張念祖失笑道:“您等會,我一個一個記——”這車看來是有年頭了,
全身各處油漆起皮,剮蹭留下的痕跡就像幅山水畫,呈現出一種“廉頗老矣尚能飯否”的存疑狀態……中年人道:“都是小毛病,拾掇好了一刮膩子跟新車一樣。”他一回頭看見牆角那堆袋裝的白色粉末了,於是又一指,“你這不有原子灰麽,一會給我刮一個啊。”
阿三道:“這灰你刮不起。”
中年人馬上不樂意了:“小看人是不, 你以為開這車就沒錢啊?我開的是情懷!”他擼起袖子氣咻咻道,“今兒我還就不信了,刮!多少錢也刮!”
阿三看了張念祖一眼道:“念祖哥,要不咱給他開一袋?”
“別搗亂。”張念祖先從車燈檢查起,琢磨著除了刮膩子,怎麽才能給中年人修得“新車一樣”。
這時另一輛車停在了白捷達後面,彭隊長從車裡走了出來,衝張念祖一招手道:“把東西都搬我車上。”
張念祖道,“不等賈霸了?”
彭隊長道:“行動中止,你們的任務結束了。”
“怎麽這麽突然?”張念祖問。
彭隊長看了眼手表道:“我沒時間跟你多說,下車前我已經通知了武警和媒體在垃圾焚燒廠等著我,把這批東西就地銷毀。”
小芹見彭隊長出現了,也從理發館裡跑了出來,彭隊長從屋裡抱了幾包白粉扔進後備箱,對有些發愣的眾人道:“幫忙啊。”
事發突然,小芹也覺得滿頭霧水,可也只能和大家一起搬,經過川流不息的幾趟,牆角的東西七七八八都進了彭隊長的後備箱,中年人急道:“誒誒,給我留兩包啊。”
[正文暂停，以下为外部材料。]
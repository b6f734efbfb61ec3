//! Unit tests for the history cache and its stores

use async_trait::async_trait;
use std::sync::atomic::{AtomicUsize, Ordering};
use std::sync::Arc;
use studio_mini::history::{FileStore, HistoryCache, KeyValueStore, MemoryStore};
use studio_mini::{AppError, Result};

use crate::support::{entry, ids, HISTORY_KEY};

#[tokio::test]
async fn test_six_records_keep_five_newest() {
    let mut cache = HistoryCache::new(Arc::new(MemoryStore::new()), HISTORY_KEY, 5);
    for id in ["A", "B", "C", "D", "E"] {
        cache.record(entry(id)).await;
    }
    let list = cache.record(entry("F")).await;
    assert_eq!(ids(&list), vec!["F", "E", "D", "C", "B"]);
}

#[tokio::test]
async fn test_rerecord_does_not_grow() {
    let mut cache = HistoryCache::new(Arc::new(MemoryStore::new()), HISTORY_KEY, 5);
    for id in ["A", "B", "C", "D", "E"] {
        cache.record(entry(id)).await;
    }
    let list = cache.record(entry("C")).await;
    assert_eq!(ids(&list), vec!["C", "E", "D", "B", "A"]);
}

#[tokio::test]
async fn test_corrupt_storage_loads_empty() {
    let store = Arc::new(MemoryStore::new());
    let mut cache = HistoryCache::new(store.clone(), HISTORY_KEY, 5);

    for raw in ["{not json", "{\"a\":1}", "42", "\"text\""] {
        store.set(HISTORY_KEY, raw).await.unwrap();
        assert!(cache.load().await.is_empty(), "{}", raw);
    }
}

#[tokio::test]
async fn test_oversized_stored_list_is_truncated() {
    let store = Arc::new(MemoryStore::new());
    let stored: Vec<_> = ["A", "B", "C", "D", "E", "F", "G"].iter().map(|id| entry(id)).collect();
    store
        .set(HISTORY_KEY, &serde_json::to_string(&stored).unwrap())
        .await
        .unwrap();

    let mut cache = HistoryCache::new(store, HISTORY_KEY, 5);
    assert_eq!(ids(&cache.load().await), vec!["A", "B", "C", "D", "E"]);
}

#[tokio::test]
async fn test_file_store_survives_reopen() {
    let dir = tempfile::tempdir().unwrap();

    let mut cache = HistoryCache::new(Arc::new(FileStore::new(dir.path())), HISTORY_KEY, 5);
    cache.record(entry("A")).await;
    cache.record(entry("B")).await;

    let mut reopened = HistoryCache::new(Arc::new(FileStore::new(dir.path())), HISTORY_KEY, 5);
    assert_eq!(ids(&reopened.load().await), vec!["B", "A"]);

    let raw = std::fs::read_to_string(dir.path().join(format!("{}.json", HISTORY_KEY))).unwrap();
    let value: serde_json::Value = serde_json::from_str(&raw).unwrap();
    assert_eq!(value[0]["id"], "B");
    assert_eq!(value[0]["style"], "Vintage");
    assert!(value[0]["createdAt"].is_string());
}

/// Fails the first `failures` reads, then behaves like a memory store
struct FlakyStore {
    inner: MemoryStore,
    failures: AtomicUsize,
}

#[async_trait]
impl KeyValueStore for FlakyStore {
    async fn get(&self, key: &str) -> Result<Option<String>> {
        let left = self.failures.load(Ordering::SeqCst);
        if left > 0 {
            self.failures.store(left - 1, Ordering::SeqCst);
            return Err(AppError::Internal("storage unavailable".into()));
        }
        self.inner.get(key).await
    }

    async fn set(&self, key: &str, value: &str) -> Result<()> {
        self.inner.set(key, value).await
    }
}

#[tokio::test]
async fn test_failed_load_then_record_keeps_stored_entries() {
    let store = Arc::new(FlakyStore {
        inner: MemoryStore::new(),
        failures: AtomicUsize::new(1),
    });
    let stored = vec![entry("B"), entry("A")];
    store
        .set(HISTORY_KEY, &serde_json::to_string(&stored).unwrap())
        .await
        .unwrap();

    let mut cache = HistoryCache::new(store.clone(), HISTORY_KEY, 5);
    assert!(cache.load().await.is_empty());

    let list = cache.record(entry("C")).await;
    assert_eq!(ids(&list), vec!["C", "B", "A"]);

    let mut reopened = HistoryCache::new(store, HISTORY_KEY, 5);
    assert_eq!(ids(&reopened.load().await), vec!["C", "B", "A"]);
}

#[tokio::test]
async fn test_record_without_load_preserves_file_history() {
    let dir = tempfile::tempdir().unwrap();

    let mut first = HistoryCache::new(Arc::new(FileStore::new(dir.path())), HISTORY_KEY, 5);
    first.record(entry("A")).await;

    let mut second = HistoryCache::new(Arc::new(FileStore::new(dir.path())), HISTORY_KEY, 5);
    assert_eq!(ids(&second.record(entry("B")).await), vec!["B", "A"]);
}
彭隊長把最後的白粉也裝好,用力合上後備箱道:“我走了。”
張念祖不解道:“就你一個人?”
彭隊長一笑道:“一個人好乾活,謝謝你們的配合。”
小芹忙道:“我跟你一起走。”
彭隊長卻擋在車門前不讓她上車,沉聲道:“想一起就另找輛車跟在我後面。”
“我……”不等小芹說什麽,彭隊長已經上車開出了長勝街。